Data collected during the Demographic and Health Surveys (DHS) illustrate the relationship between national ISR values and general wellbeing in the population. The surveys measure ISR in families that are also classified into five equal-sized relative “wealth” classes. Wealth, a proxy for income, is measured by an index of household conditions and goods [15].
In developing countries, ISR is of course higher in richer segments of the population: averaged over all available data, ISR increases as we move from the poorest to the richest segments of developing-country populations (Fig 4A). ISR has also increased over time in all wealth classes (Fig 4B). However, it has increased faster in the poorer than in the richer fractions of the population.
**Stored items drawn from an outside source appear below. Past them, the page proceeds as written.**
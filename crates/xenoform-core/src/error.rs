//! Unified error types for xenoform.
//!
//! Every phase of turning a host declaration into a redirected native
//! function has its own error type. They are collected under
//! [`XenoformError`] for callers that only care about the outcome.
//!
//! ## Error Hierarchy
//!
//! ```text
//! XenoformError (top-level wrapper)
//! ├── TypeError         - a host type that cannot be mapped (UnsupportedType)
//! ├── DeclarationError  - signature extraction failures
//! ├── AssemblyError     - module assembly failures (ConflictingConfig, ...)
//! ├── BuildError        - toolchain failures (BuildFailure)
//! └── LoadError         - artifact loading failures (LoadFailure)
//! ```
//!
//! Type, declaration and assembly errors are permanent for a declaration.
//! Build and load errors are retried on the next call, see
//! [`XenoformError::is_retryable`].
//!
//! All errors are `Clone` so that a single build failure can be handed to
//! every thread that was waiting on that build.

use std::path::PathBuf;

use thiserror::Error;

use crate::qualifier::Qualifier;

// ============================================================================
// Type Errors
// ============================================================================

/// A host type that has no target-language equivalent (UnsupportedType).
#[derive(Debug, Clone, PartialEq, Eq, Error)]
pub enum TypeError {
    /// No default mapping exists and no override was given.
    #[error("no target type for '{ty}' and no override provided")]
    Unmapped { ty: String },

    /// An override attached to an element inside another type.
    #[error("override on nested element of '{ty}': overrides apply only to the outermost type")]
    NestedOverride { ty: String },

    /// An ellipsis nested inside a container, union, optional or callable.
    #[error("'...' is not supported inside '{ty}'")]
    NestedEllipsis { ty: String },

    /// `None` used as an element of another type.
    #[error("'None' is not supported inside '{ty}'")]
    NestedNone { ty: String },

    /// A reference or pointer qualifier on `None`.
    #[error("qualifier {qualifier} cannot be applied to 'None'")]
    QualifiedNone { qualifier: Qualifier },

    /// An annotation applied to an ellipsis nested inside a container.
    #[error("annotated '...' inside '{ty}' is not supported")]
    AnnotatedNestedEllipsis { ty: String },

    /// An annotation applied to an already annotated type.
    #[error("annotation applied to already annotated type '{ty}'")]
    NestedAnnotation { ty: String },

    /// The same kind of annotation given twice at one position.
    #[error("more than one {kind} annotation on '{ty}'")]
    DuplicateAnnotation { ty: String, kind: &'static str },

    /// An annotation wrapper with nothing in it.
    #[error("empty annotation on '{ty}'")]
    EmptyAnnotation { ty: String },

    /// Wrong number of type arguments.
    #[error("'{ty}' expects {expected} type argument(s), got {got}")]
    Arity {
        ty: String,
        expected: &'static str,
        got: usize,
    },
}

// ============================================================================
// Declaration Errors
// ============================================================================

/// Errors raised while extracting a function specification from a host
/// declaration.
#[derive(Debug, Clone, PartialEq, Eq, Error)]
pub enum DeclarationError {
    /// A parameter or return type could not be mapped.
    #[error("in '{function}' ({position}): {source}")]
    UnsupportedType {
        function: String,
        position: String,
        source: TypeError,
    },

    /// Parameters (or the return value) without annotations.
    #[error("function '{function}' has missing annotations: {}", missing.join(", "))]
    MissingAnnotations {
        function: String,
        missing: Vec<String>,
    },

    /// A method whose first parameter does not identify its binding context.
    #[error("method '{function}' must annotate its first (context) parameter")]
    MissingContextAnnotation { function: String },

    /// Closures over enclosing scope, or recursion across the host boundary.
    #[error("function '{function}' uses an unsupported construct: {construct}")]
    UnsupportedConstruct { function: String, construct: String },
}

impl DeclarationError {
    /// The host name of the function that failed.
    pub fn function(&self) -> &str {
        match self {
            DeclarationError::UnsupportedType { function, .. } => function,
            DeclarationError::MissingAnnotations { function, .. } => function,
            DeclarationError::MissingContextAnnotation { function } => function,
            DeclarationError::UnsupportedConstruct { function, .. } => function,
        }
    }
}

// ============================================================================
// Assembly Errors
// ============================================================================

/// Errors raised while grouping functions into a module.
#[derive(Debug, Clone, PartialEq, Eq, Error)]
pub enum AssemblyError {
    /// Two functions in one module disagree on a toolchain-affecting setting.
    #[error(
        "conflicting '{field}' for '{function}' in module '{module}': module uses {existing}, function requests {requested}"
    )]
    ConflictingConfig {
        module: String,
        function: String,
        field: &'static str,
        existing: String,
        requested: String,
    },

    /// Two functions would register the same entry point.
    #[error("duplicate function '{name}' in module '{module}'")]
    DuplicateFunction { module: String, name: String },

    /// A function declared for a different module.
    #[error("function '{function}' belongs to module '{declared}', not '{module}'")]
    ForeignFunction {
        module: String,
        function: String,
        declared: String,
    },

    /// A function declared after its module was already compiled and loaded.
    #[error("module '{module}' is already compiled, cannot add '{function}'")]
    ModuleAlreadyCompiled { module: String, function: String },

    /// A function whose types no longer map (it bypassed extraction).
    #[error("in module '{module}', function '{function}': {source}")]
    UnsupportedType {
        module: String,
        function: String,
        source: TypeError,
    },
}

// ============================================================================
// Build Errors
// ============================================================================

/// Errors raised while producing an artifact (BuildFailure).
#[derive(Debug, Clone, PartialEq, Eq, Error)]
pub enum BuildError {
    /// The toolchain failed. `diagnostics` is its raw output.
    #[error("build of module '{module}' failed:\n{diagnostics}")]
    Toolchain { module: String, diagnostics: String },

    /// The working area could not be written.
    #[error("i/o error at '{}': {message}", path.display())]
    Io { path: PathBuf, message: String },

    /// Build metadata could not be encoded.
    #[error("failed to encode build metadata for module '{module}': {message}")]
    Encoding { module: String, message: String },
}

impl BuildError {
    pub fn io(path: impl Into<PathBuf>, err: &std::io::Error) -> Self {
        BuildError::Io {
            path: path.into(),
            message: err.to_string(),
        }
    }
}

// ============================================================================
// Load Errors
// ============================================================================

/// Errors raised while loading an artifact or resolving its entry points
/// (LoadFailure).
#[derive(Debug, Clone, PartialEq, Eq, Error)]
pub enum LoadError {
    /// The artifact exists but could not be loaded.
    #[error("failed to load '{}': {message}", path.display())]
    Load { path: PathBuf, message: String },

    /// The artifact does not provide an expected entry point.
    #[error("module '{module}' has no entry point '{name}'")]
    MissingEntry { module: String, name: String },
}

// ============================================================================
// Unified Error Type
// ============================================================================

/// The unified error type for all xenoform operations.
///
/// Each variant uses `#[from]` so the `?` operator converts phase errors.
#[derive(Debug, Clone, PartialEq, Eq, Error)]
pub enum XenoformError {
    #[error(transparent)]
    Type(#[from] TypeError),

    #[error(transparent)]
    Declaration(#[from] DeclarationError),

    #[error(transparent)]
    Assembly(#[from] AssemblyError),

    #[error(transparent)]
    Build(#[from] BuildError),

    #[error(transparent)]
    Load(#[from] LoadError),
}

impl XenoformError {
    /// Build and load failures may succeed on a later call, everything else
    /// is permanent for the declaration that caused it.
    pub fn is_retryable(&self) -> bool {
        matches!(self, XenoformError::Build(_) | XenoformError::Load(_))
    }

    pub fn is_build(&self) -> bool {
        matches!(self, XenoformError::Build(_))
    }

    pub fn is_load(&self) -> bool {
        matches!(self, XenoformError::Load(_))
    }

    pub fn is_assembly(&self) -> bool {
        matches!(self, XenoformError::Assembly(_))
    }

    pub fn is_declaration(&self) -> bool {
        matches!(self, XenoformError::Declaration(_))
    }
}

// ============================================================================
// Tests
// ============================================================================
The estimated rates of increase per year for the poorest 20%, and the poorest 40% were, respectively, greater than the rates in the richest 20% and the richest 40% (the respective differences between rates being 0.10 (± 0.02 SE) and 0.07 (±0.02 SE)). These differences are statistically different (both p<0.0001 obtained by a linear mixed effects model including random intercepts for 985 observations of 72 countries).
Initial (1950-55) ISRs were on average lower in MACs (median, 82%) than in ODCs (median, 85%) and remained so through 2010-15: the highest observed ISR in a MAC is 96.3% (median, 94%) and in ODCs 99.8% (median, 98%) (Fig 2B).
Fertility decline vs improvement in wellbeing in MACs and ODCs
UN data show that general wellbeing (as measured by ISR) improved later and more slowly in MACs than in ODCs. Our claim that this caused the later and slower fertility decline in MACs implies that improvements in wellbeing should be associated with similar declines in fertility in the two groups. We use two approaches to examine this.
Between-group analyses: We first compare TFR vs ISR in MACs and ODCs, as a whole, between 1950-55 and 2010-15.
Fertility declined approximately linearly, and at virtually identical speeds, in the shared range 90% ≤ ISR ≤ 96.3%. Linear regressions (black lines) fitted to the two groups over this range have statistically indistinguishable slopes (Fig 5). Reinforcing a conclusion of [7], MAC TFR was approximately half-a-child higher than ODC TFR at the start of the decline (see also Fig 2); because the two fertilities declined at the same speed, the half-child difference persisted. The speed of fertility decline in ODCs increased as ISR approached 100% (Fig 5).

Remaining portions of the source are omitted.